Fig. 2.

Detection and functional description of the post-transcriptional buffering. (A) Median |log2(fold changes)| computed in each isolate pairwise comparison using both proteomic and transcriptomic data (*** = Wilcoxon test, P-value < 2.2 × 10⁻¹⁶) (Methods). (B) Correlation coefficients from the isolate pairwise comparisons using both protein and transcript abundance (*** = Wilcoxon test, P-value < 2.2 × 10⁻¹⁶). The dotted lines correspond to the median correlation index for the proteomic (yellow) and transcriptomic (blue) data. (C) Cellular functions that are preferentially affected by post-transcriptional buffering. Briefly, using either the proteome and the transcriptome abundances (1) we constructed expression-based neighbor-joining trees (2) and compared the total sum of the branch lengths. We computed a ratio (3) defined by the proteome total branch lengths divided by the transcriptome total branch lengths. Using all the genes, this ratio was equal to 0.93 (overall, the expression evolution is more constrained at the proteome level).
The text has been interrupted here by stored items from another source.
/// Probes upstream, decides, fetches, and falls back as needed.
///
/// `probe` returns the most recent date upstream will serve; it is only
/// called when the policy allows a refresh or nothing is cached. `fetch`
/// receives that cap and returns the new snapshot.
///
/// Fetch/probe failures and regressions fall back to the cache with a
/// logged warning. A state file whose snapshot is missing or unusable
/// still sets the floor for `data_as_of` and the generation. Nothing is
/// written to disk here.
///
/// # Errors
///
/// * [`CacheError::ColdStart`] if nothing is cached and upstream fails
/// * [`CacheError::Regressed`] if the snapshot is lost and upstream is
///   behind the persisted state
/// * [`CacheError::Io`] / [`CacheError::Json`] if the cache can't be read
#[allow(clippy::future_not_send)]
pub async fn resolve<T, P, PFut, F, FFut, E>(
    controller: &RecencyController,
    store: &SnapshotStore<T>,
    today: NaiveDate,
    probe: P,
    fetch: F,
) -> Result<Resolved<T>, CacheError>
where
    T: Serialize + serde::de::DeserializeOwned,
    P: FnOnce() -> PFut,
    PFut: Future<Output = Result<NaiveDate, E>>,
    F: FnOnce(NaiveDate) -> FFut,
    FFut: Future<Output = Result<Fetched<T>, E>>,
    E: std::fmt::Display,
{
    let stream = controller.stream();
    let cached = store.load()?;
    let state = cached.as_ref().map(|(state, _)| *state);
    let floor = if cached.is_none() { store.load_state()? } else { None };

    let cap = if controller.needs_probe(state.as_ref()) {
        match probe().await {
            Ok(cap) => Some(cap),
            Err(e) => {
                let error = FetchError {
                    stream: stream.to_string(),
                    message: e.to_string(),
                };
                return fall_back(cached, error);
            }
        }
    } else {
        None
    };

    let decision = match (floor.as_ref(), cap) {
        (Some(floor), Some(cap)) => controller.decide_recovery(floor, cap),
        _ => controller.decide(state.as_ref(), cap),
    };
    let reason = match decision {
        Decision::UseCached => {
            return cached.map_or_else(
                || unreachable_cold(stream),
                |(state, payload)| {
                    log::info!("{stream}: using cached snapshot (data_as_of {})", state.data_as_of);
                    Ok(Resolved {
                        payload,
                        state,
                        outcome: Outcome::Cached,
                    })
                },
            );
        }
        Decision::Stale(warning) => {
            log::warn!("{warning}");
            return reuse_or_regress(cached, warning);
        }
        Decision::Refresh(reason) => reason,
    };

    let Some(cap) = cap else {
        return unreachable_cold(stream);
    };

    log::info!("{stream}: refreshing ({reason}) up to {cap}");
    let fetched = match fetch(cap).await {
        Ok(fetched) => fetched,
        Err(e) => {
            let error = FetchError {
                stream: stream.to_string(),
                message: e.to_string(),
            };
            return fall_back(cached, error);
        }
    };

    let next = match floor.as_ref() {
        Some(floor) => controller.recover(floor, fetched.data_as_of, today),
        None => controller.commit(state.as_ref(), fetched.data_as_of, today),
    };
    match next {
        Ok(next) => Ok(Resolved {
            payload: fetched.payload,
            state: next,
            outcome: Outcome::Refreshed(reason),
        }),
        Err(warning) => {
            log::warn!("{warning}");
            reuse_or_regress(cached, warning)
        }
    }
}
We performed the same procedure using subsets of genes corresponding to 101 biological process annotations. The biological processes displaying a ratio lower than 0.93 and a significant difference in terms of branch lengths (Methods) were considered as strongly buffered. The biological processes displaying a ratio higher than 1 and a significant difference in terms of branch lengths had an enhanced abundance variation at the proteome level. (D) Biological processes detected as strongly buffered or with an enhanced variation using the procedure detailed in (C).